Solace for me right now comes from the fact that he is in a better place. A place where worn-out knees and sore back do not hold back anyone back any longer. Heaven holds no shortage of breath for you now, Dad….


Uncle Blazer

Dec 8, 2011
Sounds like he lived a good, honest life and left behind a great family. A true testament to his character as a man.

May he rest in piece.


Jan 4, 2012
Sorry for your loss, My thoughts and prayers go out to you and your family!!
Feb 24, 2012
Sorry for your loss. That's very nicely written.


Jan 29, 2012
From a man facing knee surgery. I only hope to have that kind of respect from my kids. Very nice. His great qualitys show in you. Sorry for your loss.


Dec 3, 2011
As long as you always remember the good and fun points of his life, and share them with your son, he will never truely be gone. MY condolences on our loss.


Dec 3, 2011
I am sorry for your loss.

I will admit that your story produced a few tears for me. I moved over to the US from the UK in '02 to get married - all of my side of the family are still over there. I recently learned that my grandfather (who is 89), is losing his sight and isn't able to do a lot of the things he used to. I feel your pain about not having that 'last chance' to see your dad before he passed. I have the same feelings frequently about my grandfather (and my family). I try to get back home as often as I can to see family and let my 7yr daughter get to know everyone more.

I have no doubt that your dad is in a better place now and is watching over you and your family.

All we can do in times like these are to remember all the good times we have had the great fortune to share with them.

Thank you for sharing your feelings. It has made me focus on what is important in life.


Nov 20, 2011
You will always be the truest testament as to how good a man your father was. Continue to live your life with the virtues he instilled in you. That is the most important thing you can do to honor his memory!

My thoughts and prayers go with you and your family!


Feb 3, 2012
My condolences to you and your family. Your father sounds like a wonderful man indeed. I can only hope and pray that you and your family can find comfort in knowing that your father is in peace, and no longer suffering.

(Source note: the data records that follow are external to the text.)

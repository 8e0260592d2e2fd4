// SPDX-License-Identifier: MPL-2.0
// This Source Code Form is subject to the terms of the Mozilla Public
// License, v. 2.0. If a copy of the MPL was not distributed with this
// file, You can obtain one at https://mozilla.org/MPL/2.0/.

//! Periodic sensor polling.

use std::sync::Arc;
use std::sync::atomic::{AtomicBool, Ordering};

use rand::Rng;

use crate::host::{AccessoryHost, AccessoryId, Characteristic, CharacteristicValue};
use crate::model::SensorInfo;
use crate::protocol::Gateway;

use super::{SensorKind, classify, observe};

/// Polling settings of one sensor.
#[derive(Debug, Clone, Copy, PartialEq)]
pub struct SensorSettings {
    /// Nominal polling interval, in platform beats of one second.
    pub heartrate: u64,
    /// Spread the interval randomly around the nominal value.
    pub random_heartrate: bool,
    /// Added to every temperature reading, °C.
    pub temperature_offset: f64,
}

impl SensorSettings {
    /// Default polling interval in seconds.
    pub const DEFAULT_HEARTRATE: u64 = 300;
    /// Relative spread of a randomised interval.
    pub const JITTER: f64 = 0.2;
}

impl Default for SensorSettings {
    fn default() -> Self {
        Self {
            heartrate: Self::DEFAULT_HEARTRATE,
            random_heartrate: false,
            temperature_offset: 0.0,
        }
    }
}

/// Picks a polling interval around `nominal`.
///
/// The active interval is `persisted` (the value the host kept from an
/// earlier run), or `nominal` on a fresh host. If it lies within ±20 % of
/// `nominal`, a new value is drawn uniformly from that band. Otherwise the
/// configuration changed since and `nominal` is used as is.
///
/// # Examples
///
/// ```
/// use rand::SeedableRng;
/// use rand::rngs::StdRng;
/// use telldus_bridge::sensor::jittered_heartrate;
///
/// let mut rng = StdRng::seed_from_u64(7);
/// let rate = jittered_heartrate(300, Some(310), &mut rng);
/// assert!((240..=360).contains(&rate));
///
/// let fresh = jittered_heartrate(300, None, &mut rng);
/// assert!((240..=360).contains(&fresh));
///
/// assert_eq!(jittered_heartrate(300, Some(60), &mut rng), 300);
/// ```
#[must_use]
#[allow(
    clippy::cast_possible_truncation,
    clippy::cast_precision_loss,
    clippy::cast_sign_loss
)]
pub fn jittered_heartrate(nominal: u64, persisted: Option<u64>, rng: &mut impl Rng) -> u64 {
    let low = ((nominal as f64) * (1.0 - SensorSettings::JITTER)).floor().max(1.0) as u64;
    let high = ((nominal as f64) * (1.0 + SensorSettings::JITTER)).ceil() as u64;

    let active = persisted.unwrap_or(nominal);
    if low < high && (low..=high).contains(&active) {
        rng.gen_range(low..=high)
    } else {
        nominal
    }
}

/// Polls one sensor and pushes its observations to the host.
pub struct SensorPoller<G> {
    sensor_id: u32,
    name: String,
    kind: SensorKind,
    heartrate: u64,
    temperature_offset: f64,
    gateway: Arc<G>,
    host: Arc<dyn AccessoryHost>,
    polling: AtomicBool,
}

/// Clears the in-flight flag when a poll ends, however it ends.
struct PollGuard<'a>(&'a AtomicBool);

impl Drop for PollGuard<'_> {
    fn drop(&mut self) {
        self.0.store(false, Ordering::Release);
    }
}

impl<G: Gateway> SensorPoller<G> {
    /// Creates the poller of a discovered sensor.
    ///
    /// The sensor is classified once from `info`. With a random heartrate
    /// the interval is drawn from `rng`, and the chosen value is published
    /// as the `Heartrate` characteristic.
    pub fn new(
        info: &SensorInfo,
        gateway: Arc<G>,
        host: Arc<dyn AccessoryHost>,
        settings: SensorSettings,
        rng: &mut impl Rng,
    ) -> Self {
        let accessory = AccessoryId::Sensor(info.id);
        let nominal = settings.heartrate.max(1);

        let heartrate = if settings.random_heartrate {
            let persisted = host
                .get_value(accessory, Characteristic::Heartrate)
                .and_then(|v| v.as_int())
                .and_then(|v| u64::try_from(v).ok());
            jittered_heartrate(nominal, persisted, rng)
        } else {
            nominal
        };

        host.set_value(
            accessory,
            Characteristic::Heartrate,
            CharacteristicValue::Int(i64::try_from(heartrate).unwrap_or(i64::MAX)),
        );

        let kind = classify(info);
        tracing::debug!(sensor_id = info.id, name = %info.name, %kind, heartrate, "Sensor registered");

        Self {
            sensor_id: info.id,
            name: info.name.clone(),
            kind,
            heartrate,
            temperature_offset: settings.temperature_offset,
            gateway,
            host,
            polling: AtomicBool::new(false),
        }
    }

    /// Returns the gateway id of the sensor.
    #[must_use]
    pub fn sensor_id(&self) -> u32 {
        self.sensor_id
    }

    /// Returns the sensor name.
    #[must_use]
    pub fn name(&self) -> &str {
        &self.name
    }

    /// Returns the classified kind.
    #[must_use]
    pub fn kind(&self) -> SensorKind {
        self.kind
    }

    /// Returns the polling interval in beats.
    #[must_use]
    pub fn heartrate(&self) -> u64 {
        self.heartrate
    }

    /// Returns true if the sensor should be polled on beat `tick`.
    #[must_use]
    pub fn is_due(&self, tick: u64) -> bool {
        tick % self.heartrate == 0
    }

    /// Returns true while a poll is waiting on the gateway.
    #[must_use]
    pub fn is_polling(&self) -> bool {
        self.polling.load(Ordering::Acquire)
    }

    /// Fetches the sensor and pushes its observations. Returns the number of
    /// observations delivered.
    ///
    /// A poll started while the previous one is still out is skipped and
    /// delivers nothing.
    pub async fn poll(&self) -> usize {
        if self.polling.swap(true, Ordering::AcqRel) {
            tracing::debug!(sensor_id = self.sensor_id, "Previous poll still running, skipping");
            return 0;
        }
        let _guard = PollGuard(&self.polling);

        let info = match self.gateway.sensor_info(self.sensor_id).await {
            Ok(response) => match response.into_result("sensor/info") {
                Ok(info) => info,
                Err(e) => {
                    tracing::warn!(sensor_id = self.sensor_id, error = %e, "{}", e.kind.hint());
                    return 0;
                }
            },
            Err(e) => {
                tracing::warn!(sensor_id = self.sensor_id, error = %e, "Sensor poll failed");
                return 0;
            }
        };

        if let Some(last_updated) = info.last_updated {
            tracing::trace!(sensor_id = self.sensor_id, last_updated, battery = ?info.battery, "Sensor read");
        }

        let observations = observe(self.kind, &info, self.temperature_offset);
        let accessory = AccessoryId::Sensor(self.sensor_id);
        for observation in &observations {
            for (characteristic, value) in observation.characteristics() {
                self.host.set_value(accessory, characteristic, value);
            }
        }
        observations.len()
    }
}

impl<G> std::fmt::Debug for SensorPoller<G> {
    fn fmt(&self, f: &mut std::fmt::Formatter<'_>) -> std::fmt::Result {
        f.debug_struct("SensorPoller")
            .field("sensor_id", &self.sensor_id)
            .field("name", &self.name)
            .field("kind", &self.kind)
            .field("heartrate", &self.heartrate)
            .finish_non_exhaustive()
    }
}
// SPDX-License-Identifier: MPL-2.0
// This Source Code Form is subject to the terms of the Mozilla Public
// License, v. 2.0. If a copy of the MPL was not distributed with this
// file, You can obtain one at https://mozilla.org/MPL/2.0/.

//! The bridge platform: discovery and the heartbeat loop.
//!
//! [`Platform::run`] discovers devices and sensors (retrying every minute
//! until the gateway answers), then ticks once a second:
//!
//! - every `beatRate` ticks it reconciles device states and checks whether
//!   the access token needs a refresh,
//! - every `heartrate` ticks of a sensor it polls that sensor.
//!
//! [`Platform::shutdown`] stops the loop, cancels every dispatcher's timers
//! and flushes the state cache.

mod config;
mod reconcile;

pub use config::{DeviceOverride, PlatformConfig, SensorOverride};
pub use reconcile::{ReconcileReport, Reconciler};

use std::collections::BTreeMap;
use std::sync::Arc;
use std::time::Duration;

use parking_lot::RwLock;
use tokio::time::MissedTickBehavior;
use tokio_util::sync::CancellationToken;

use crate::auth::TokenManager;
use crate::cache::StateCache;
use crate::dispatch::CommandDispatcher;
use crate::error::Error;
use crate::host::{AccessoryHost, AccessoryId, Characteristic, CharacteristicValue};
use crate::model::Device;
use crate::protocol::{Gateway, GatewayClient};
use crate::sensor::SensorPoller;
use crate::types::{DeviceModel, Methods};

/// Interval between discovery attempts while the gateway is unreachable.
pub const DISCOVERY_RETRY: Duration = Duration::from_secs(60);

/// Length of one platform tick.
pub const TICK: Duration = Duration::from_secs(1);

/// Devices and sensors found at discovery.
pub struct Registry<G> {
    dispatchers: BTreeMap<u32, Arc<CommandDispatcher<G>>>,
    pollers: BTreeMap<u32, Arc<SensorPoller<G>>>,
}

impl<G> Registry<G> {
    /// Returns the dispatcher of a device.
    #[must_use]
    pub fn dispatcher(&self, device_id: u32) -> Option<&Arc<CommandDispatcher<G>>> {
        self.dispatchers.get(&device_id)
    }

    /// Returns the poller of a sensor.
    #[must_use]
    pub fn poller(&self, sensor_id: u32) -> Option<&Arc<SensorPoller<G>>> {
        self.pollers.get(&sensor_id)
    }

    /// Iterates over all dispatchers in id order.
    pub fn dispatchers(&self) -> impl Iterator<Item = &Arc<CommandDispatcher<G>>> {
        self.dispatchers.values()
    }

    /// Iterates over all sensor pollers in id order.
    pub fn pollers(&self) -> impl Iterator<Item = &Arc<SensorPoller<G>>> {
        self.pollers.values()
    }
}

impl<G> std::fmt::Debug for Registry<G> {
    fn fmt(&self, f: &mut std::fmt::Formatter<'_>) -> std::fmt::Result {
        f.debug_struct("Registry")
            .field("devices", &self.dispatchers.keys().collect::<Vec<_>>())
            .field("sensors", &self.pollers.keys().collect::<Vec<_>>())
            .finish()
    }
}

/// The bridge between one gateway and the host.
///
/// # Examples
///
/// ```no_run
/// use std::sync::Arc;
/// use telldus_bridge::host::ValueStore;
/// use telldus_bridge::platform::{Platform, PlatformConfig};
///
/// # async fn example() -> telldus_bridge::Result<()> {
/// let config = PlatformConfig::from_json(r#"{"host":"192.168.1.20","accessToken":"..."}"#)?;
/// let platform = Arc::new(Platform::new(config, Arc::new(ValueStore::new()))?);
///
/// let runner = Arc::clone(&platform);
/// tokio::spawn(async move { runner.run().await });
///
/// // later
/// platform.shutdown();
/// # Ok(())
/// # }
/// ```
pub struct Platform<G> {
    config: PlatformConfig,
    gateway: Arc<G>,
    cache: StateCache,
    host: Arc<dyn AccessoryHost>,
    registry: RwLock<Option<Arc<Registry<G>>>>,
    shutdown: CancellationToken,
}

impl Platform<GatewayClient> {
    /// Creates a platform talking HTTP to the configured gateway.
    ///
    /// # Errors
    ///
    /// Returns `Error::Config` for an invalid configuration, or
    /// `Error::Protocol` if the HTTP client cannot be built.
    pub fn new(config: PlatformConfig, host: Arc<dyn AccessoryHost>) -> Result<Self, Error> {
        config.validate()?;
        let gateway = config.gateway_config().into_client()?;
        Ok(Self::with_gateway(config, Arc::new(gateway), host)?)
    }
}

impl<G: Gateway + 'static> Platform<G> {
    /// Creates a platform over any [`Gateway`] implementation.
    ///
    /// # Errors
    ///
    /// Returns the configuration error found by [`PlatformConfig::validate`].
    pub fn with_gateway(
        config: PlatformConfig,
        gateway: Arc<G>,
        host: Arc<dyn AccessoryHost>,
    ) -> Result<Self, crate::error::ConfigError> {
        config.validate()?;
        let cache = StateCache::new(Arc::new(config.state_store()));
        Ok(Self {
            config,
            gateway,
            cache,
            host,
            registry: RwLock::new(None),
            shutdown: CancellationToken::new(),
        })
    }

    /// Returns the configuration.
    #[must_use]
    pub fn config(&self) -> &PlatformConfig {
        &self.config
    }

    /// Returns the shared state cache.
    #[must_use]
    pub fn cache(&self) -> &StateCache {
        &self.cache
    }

    /// Returns the discovered devices and sensors, once discovery succeeded.
    #[must_use]
    pub fn registry(&self) -> Option<Arc<Registry<G>>> {
        self.registry.read().clone()
    }

    /// Returns the dispatcher of a device, once discovered.
    #[must_use]
    pub fn dispatcher(&self, device_id: u32) -> Option<Arc<CommandDispatcher<G>>> {
        self.registry()?.dispatcher(device_id).cloned()
    }

    /// Returns a reconciler over this platform's gateway, cache and host.
    #[must_use]
    pub fn reconciler(&self) -> Reconciler<G> {
        Reconciler::new(Arc::clone(&self.gateway), self.cache.clone(), Arc::clone(&self.host))
    }

    // =========================================================================
    // Discovery
    // =========================================================================

    /// Runs one discovery attempt and installs the resulting registry.
    ///
    /// # Errors
    ///
    /// Returns an error if the device or sensor list cannot be fetched.
    /// Individual sensors that fail to load are skipped.
    pub async fn discover(&self) -> Result<Arc<Registry<G>>, Error> {
        match self.gateway.system_info().await {
            Ok(response) => {
                if let Some(info) = response.body {
                    tracing::info!(
                        product = info.product.as_deref().unwrap_or("unknown"),
                        version = info.version.as_deref().unwrap_or("unknown"),
                        "Connected to gateway"
                    );
                }
            }
            Err(e) => tracing::debug!(error = %e, "System info unavailable"),
        }

        let devices = self
            .gateway
            .list_devices(Methods::default())
            .await?
            .into_result("devices/list")?
            .devices;

        let mut dispatchers = BTreeMap::new();
        for device in devices {
            if self.config.is_device_ignored(device.id) {
                tracing::debug!(device_id = device.id, "Ignoring device");
                continue;
            }
            let dispatcher = self.register_device(&device);
            dispatchers.insert(device.id, Arc::new(dispatcher));
        }

        let sensors = self
            .gateway
            .list_sensors()
            .await?
            .into_result("sensors/list")?
            .sensors;

        let mut pollers = BTreeMap::new();
        for summary in sensors {
            if self.config.is_sensor_ignored(summary.id) {
                tracing::debug!(sensor_id = summary.id, "Ignoring sensor");
                continue;
            }
            let info = match self.gateway.sensor_info(summary.id).await {
                Ok(response) => match response.into_result("sensor/info") {
                    Ok(info) => info,
                    Err(e) => {
                        tracing::warn!(sensor_id = summary.id, error = %e, "Skipping sensor");
                        continue;
                    }
                },
                Err(e) => {
                    tracing::warn!(sensor_id = summary.id, error = %e, "Skipping sensor");
                    continue;
                }
            };
            let poller = SensorPoller::new(
                &info,
                Arc::clone(&self.gateway),
                Arc::clone(&self.host),
                self.config.sensor_settings(summary.id),
                &mut rand::thread_rng(),
            );
            pollers.insert(summary.id, Arc::new(poller));
        }

        tracing::info!(
            devices = dispatchers.len(),
            sensors = pollers.len(),
            "Discovery complete"
        );

        let registry = Arc::new(Registry {
            dispatchers,
            pollers,
        });
        *self.registry.write() = Some(Arc::clone(&registry));
        Ok(registry)
    }

    fn register_device(&self, device: &Device) -> CommandDispatcher<G> {
        self.cache.set_state_cache(device);

        let accessory = AccessoryId::Device(device.id);
        if let Some(on) = device.state.as_bool() {
            self.host
                .set_value(accessory, Characteristic::On, CharacteristicValue::Bool(on));
        }
        if device.model() == DeviceModel::Dimmer
            && let Some(brightness) = device.brightness()
        {
            self.host.set_value(
                accessory,
                Characteristic::Brightness,
                CharacteristicValue::Int(i64::from(brightness.percent())),
            );
        }

        let dispatcher = CommandDispatcher::new(
            device,
            Arc::clone(&self.gateway),
            self.cache.clone(),
            Arc::clone(&self.host),
            self.config.dispatch_config(device.id),
        );
        self.host.set_value(
            accessory,
            Characteristic::Status,
            CharacteristicValue::Text(dispatcher.status().to_string()),
        );
        tracing::debug!(device_id = device.id, name = %device.name, model = ?dispatcher.model(), "Device registered");
        dispatcher
    }

    /// Retries discovery every [`DISCOVERY_RETRY`] until it succeeds.
    ///
    /// Returns `None` if the platform is shut down first.
    pub async fn discover_with_retry(&self) -> Option<Arc<Registry<G>>> {
        loop {
            match self.discover().await {
                Ok(registry) => return Some(registry),
                Err(e) => {
                    tracing::warn!(error = %e, retry_in_s = DISCOVERY_RETRY.as_secs(), "Discovery failed");
                }
            }

            tokio::select! {
                () = self.shutdown.cancelled() => return None,
                () = tokio::time::sleep(DISCOVERY_RETRY) => {}
            }
        }
    }

    // =========================================================================
    // Heartbeat
    // =========================================================================

    /// Discovers, then runs the heartbeat until [`shutdown`](Self::shutdown).
    pub async fn run(&self) {
        let Some(registry) = self.discover_with_retry().await else {
            return;
        };

        let reconciler = self.reconciler();
        let mut tokens = TokenManager::new(chrono::Utc::now().timestamp(), self.config.token_expires);
        let beat_rate = self.config.beat_rate.max(1);

        let mut interval = tokio::time::interval(TICK);
        interval.set_missed_tick_behavior(MissedTickBehavior::Delay);
        interval.tick().await;

        let mut tick: u64 = 0;
        loop {
            tokio::select! {
                () = self.shutdown.cancelled() => break,
                _ = interval.tick() => {}
            }
            tick += 1;

            for poller in registry.pollers().filter(|p| p.is_due(tick) && !p.is_polling()) {
                let poller = Arc::clone(poller);
                tokio::spawn(async move {
                    poller.poll().await;
                });
            }

            if tick % beat_rate == 0 {
                let report = reconciler
                    .reconcile(registry.dispatchers().map(Arc::as_ref))
                    .await;
                tracing::trace!(tick, ?report, "Reconciled");

                tokens
                    .refresh_if_due(
                        self.gateway.as_ref(),
                        chrono::Utc::now().timestamp(),
                        self.config.beat(),
                    )
                    .await;
            }
        }

        tracing::debug!(tick, "Heartbeat stopped");
    }

    /// Stops the heartbeat, cancels every dispatcher's timers and flushes
    /// the state cache.
    pub fn shutdown(&self) {
        self.shutdown.cancel();
        if let Some(registry) = self.registry() {
            for dispatcher in registry.dispatchers() {
                dispatcher.shutdown();
            }
        }
        self.cache.flush();
        tracing::info!("Platform shut down");
    }

    /// Returns true once [`shutdown`](Self::shutdown) was called.
    #[must_use]
    pub fn is_shut_down(&self) -> bool {
        self.shutdown.is_cancelled()
    }
}

impl<G> std::fmt::Debug for Platform<G> {
    fn fmt(&self, f: &mut std::fmt::Formatter<'_>) -> std::fmt::Result {
        f.debug_struct("Platform")
            .field("config", &self.config)
            .finish_non_exhaustive()
    }
}
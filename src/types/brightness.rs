// SPDX-License-Identifier: MPL-2.0
// This Source Code Form is subject to the terms of the Mozilla Public
// License, v. 2.0. If a copy of the MPL was not distributed with this
// file, You can obtain one at https://mozilla.org/MPL/2.0/.

//! Brightness type for dimmer control.
//!
//! Hosts speak percentages (0-100), the gateway speaks device levels
//! (0-255). [`Brightness`] holds the percentage and converts on the way out.

use std::fmt;

/// Brightness level as a percentage (0-100).
///
/// # Examples
///
/// ```
/// use telldus_bridge::types::Brightness;
///
/// let half = Brightness::clamped(50);
/// assert_eq!(half.percent(), 50);
/// assert_eq!(half.device_level(), 127);
///
/// assert_eq!(Brightness::clamped(150), Brightness::MAX);
/// ```
#[derive(Debug, Clone, Copy, PartialEq, Eq, PartialOrd, Ord, Hash)]
pub struct Brightness(u8);

impl Brightness {
    /// Minimum brightness (0%).
    pub const MIN: Self = Self(0);

    /// Maximum brightness (100%).
    pub const MAX: Self = Self(100);

    /// Creates a brightness value, clamping to 100.
    #[must_use]
    pub const fn clamped(percent: u8) -> Self {
        if percent > 100 { Self(100) } else { Self(percent) }
    }

    /// Returns the percentage.
    #[must_use]
    pub const fn percent(self) -> u8 {
        self.0
    }

    /// Returns the gateway level, `percent * 255 / 100` truncated.
    #[must_use]
    #[allow(clippy::cast_possible_truncation)]
    pub const fn device_level(self) -> u8 {
        // Safe: at most 100 * 255 / 100 = 255
        (self.0 as u16 * 255 / 100) as u8
    }

    /// Converts a gateway level back to a percentage, rounding to nearest.
    #[must_use]
    #[allow(clippy::cast_possible_truncation)]
    pub const fn from_device_level(level: u8) -> Self {
        // Safe: at most (255 * 100 + 127) / 255 = 100
        Self(((level as u16 * 100 + 127) / 255) as u8)
    }
}

impl Default for Brightness {
    fn default() -> Self {
        Self::MAX
    }
}

impl fmt::Display for Brightness {
    fn fmt(&self, f: &mut fmt::Formatter<'_>) -> fmt::Result {
        write!(f, "{}%", self.0)
    }
}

Your father may not have been able to see your youngest son in person, but know that he has not gone without seeing him at all. I truly believe that your father is looking down upon you and your family, and will always be there watching.

God bless. And I'm so very sorry for your loss.

Boricua SS

Nov 20, 2011
just wow... tragic story... thank you for sharing... my condolences and prayers to you and your family :grouphug:


Nov 18, 2011
Thoughts and prayers sent. May he rest in peace.


Dec 2, 2011
So sorry to hear of your loss. Please accept my condolences. I too lost my Dad suddenly in 97.



Nov 21, 2011
Sounds like a great dad. May he rest in peace. My prayers to you and your family.